Compiled by Yusef Taylor, @FlexDan_YT
On 13th September 2017 President Adama Barrow announced on his Facebook page “Today I received a team from International Medical Services (IMS), an Israeli group specialised in providing health care services in Africa. IMS President Ovadia Yardena said his group was committed to promoting health tourism in The Gambia and was set to build a 220 million Euro modern 350-bed hospital. We will attract other African countries to seek for health care services in our country, and would provide other development avenues.”
Many Gambians are not familiar with health tourism. Starting with a simple definition the Cambridge dictionary health tourism is when “tourist travel for the purpose of receiving medical treatment or improving health or fitness: The spiralling cost of health care has contributed to the growth of medical tourism. Also called health tourism.”

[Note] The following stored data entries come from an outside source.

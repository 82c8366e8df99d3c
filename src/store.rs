//! Minimal record-store contract the pipeline persists through.
//!
//! The real persistence layer (schema, migrations, queries) lives outside
//! this crate; the pipeline only needs existence checks, bulk append with
//! an explicit commit point, and read-only snapshots. [`MemoryStore`] is
//! the in-process implementation used by the CLI and tests.

use std::sync::{Arc, Mutex};

use async_trait::async_trait;

use crate::error::Result;
use crate::model::{Application, City, Offer, Person, University};

/// Store contract for one entity type.
///
/// `add` stages a record; `commit` makes the staged batch durable. Staged
/// records are already visible to `count`, `all` and `exists`, mirroring
/// how a transactional change tracker behaves before its save point.
#[async_trait]
pub trait EntityStore<T>: Send + Sync
where
    T: Clone + Send + Sync + 'static,
{
    /// Number of records, staged included.
    async fn count(&self) -> Result<usize>;

    /// Read-only snapshot of all records, staged included.
    async fn all(&self) -> Result<Vec<T>>;

    /// Stages a record for the next commit.
    async fn add(&self, record: T) -> Result<()>;

    /// Makes all staged records durable.
    async fn commit(&self) -> Result<()>;

    /// Drops all staged records without committing them.
    async fn rollback(&self) -> Result<()>;

    /// Returns whether any record matches the predicate.
    async fn exists(&self, predicate: &(dyn for<'a> Fn(&'a T) -> bool + Sync)) -> Result<bool> {
        let records = self.all().await?;
        Ok(records.iter().any(|record| predicate(record)))
    }
}

struct MemoryInner<T> {
    committed: Vec<T>,
    staged: Vec<T>,
}

/// In-memory store with staged/committed batch semantics.
pub struct MemoryStore<T> {
    inner: Mutex<MemoryInner<T>>,
}

impl<T> MemoryStore<T> {
    /// Creates an empty store.
    pub fn new() -> Self {
        Self {
            inner: Mutex::new(MemoryInner {
                committed: Vec::new(),
                staged: Vec::new(),
            }),
        }
    }

    fn lock(&self) -> std::sync::MutexGuard<'_, MemoryInner<T>> {
        self.inner.lock().unwrap_or_else(|e| e.into_inner())
    }
}

impl<T> Default for MemoryStore<T> {
    fn default() -> Self {
        Self::new()
    }
}

impl<T: Clone> MemoryStore<T> {
    /// Number of committed records only.
    pub fn committed_count(&self) -> usize {
        self.lock().committed.len()
    }
}

#[async_trait]
impl<T> EntityStore<T> for MemoryStore<T>
where
    T: Clone + Send + Sync + 'static,
{
    async fn count(&self) -> Result<usize> {
        let inner = self.lock();
        Ok(inner.committed.len() + inner.staged.len())
    }

    async fn all(&self) -> Result<Vec<T>> {
        let inner = self.lock();
        let mut records = inner.committed.clone();
        records.extend(inner.staged.iter().cloned());
        Ok(records)
    }

    async fn add(&self, record: T) -> Result<()> {
        self.lock().staged.push(record);
        Ok(())
    }

    async fn commit(&self) -> Result<()> {
        let mut inner = self.lock();
        let staged = std::mem::take(&mut inner.staged);
        inner.committed.extend(staged);
        Ok(())
    }

    async fn rollback(&self) -> Result<()> {
        self.lock().staged.clear();
        Ok(())
    }
}

/// The five entity stores the pipeline writes to.
#[derive(Clone)]
pub struct CrawlStore {
    pub cities: Arc<dyn EntityStore<City>>,
    pub universities: Arc<dyn EntityStore<University>>,
    pub offers: Arc<dyn EntityStore<Offer>>,
    pub applications: Arc<dyn EntityStore<Application>>,
    pub persons: Arc<dyn EntityStore<Person>>,
}

impl CrawlStore {
    /// Bundle of fresh in-memory stores.
    pub fn in_memory() -> Self {
        Self {
            cities: Arc::new(MemoryStore::new()),
            universities: Arc::new(MemoryStore::new()),
            offers: Arc::new(MemoryStore::new()),
            applications: Arc::new(MemoryStore::new()),
            persons: Arc::new(MemoryStore::new()),
        }
    }

    /// Drops staged records in every store.
    ///
    /// An interrupted batch must not linger: staged rows are visible to
    /// the existence checks, so a later run would skip the unit they came
    /// from and an unrelated `commit` would persist the partial batch.
    pub async fn rollback(&self) -> Result<()> {
        self.cities.rollback().await?;
        self.universities.rollback().await?;
        self.offers.rollback().await?;
        self.applications.rollback().await?;
        self.persons.rollback().await?;
        Ok(())
    }
}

According to an article published by Allafrica and authored by Dr. George Kanani there are implications on the health system for sending and receiving countries. Currently, The Gambia would be categorised as a sending country as the total number of Gambians travelling abroad for health services are far more than tourists arriving to The Gambia for health services. Link to the full article is available: http://allafrica.com/stories/201608020317.html
Africa: Is medical tourism good or bad? by Dr George Kanani
Implication on the health system
Medical tourism has implications on health system of the country from where foreign patients originate (i.e. the sending country) and the country that receive those patients.
For a sending country, people get access to quality and cheap healthcare services from destination countries. for circumstances where health system has long waiting lists, patients seeking care abroad may help to clear backlogs without difficulty, delay and expense of expanding local capacity.
On the other hand, if a large number of patients travel abroad, it will probably heighten competition among private-sector health providers in the sending countries, which could bring prices down.
Given global shortage of healthcare workers, one might deduce that the pressure on health workers would ease in the sending country; but is this always a case? I guess not.
In the receiving countries, Medical tourism contributes to creation of dual health delivery system, one for rich foreigners and one for poor locals. It leads also to draining of public sector funds and implementation of policies biased to commercial medicine.
The medical tourism industry brings in foreign currency, health global development race through importation of medical technology.
Are there risks linked to medical tourism?
There is lack of protection to patients and lack of legal assistance in case of a problem.
There is no uniform code that may help to determine what is medical negligence and malpractice in such scenarios. Poor post-surgical care in some reported cases, unethical issues and the continuum of care is often limited. There is lack of definitive regulations and standards amongst medical tourism brokerages. Anyone can become a broker and there is room for irresponsible business practices amongst medical tourism brokerages.
Pros and Cons of Medical Tourism in Africa
A scoping review on the impact of medical tourism resulting in this chart highlighting the pros and cons of medical tourism. The link to the full scoping review is http://bmjopen.bmj.com/content/7/6/e013021
Medical Tourism services are primarily provided by the private sector and payments are mostly out of pocket. Whereas private healthcare providers have little incentive to consider population-wide and -based services, the public at large must be served through public health interventions focused on the health needs of the entire population or population groups. Individual healthcare, population health and public policy decisions must, therefore, be premised on best available evidence to avoid poor and inappropriate interventions.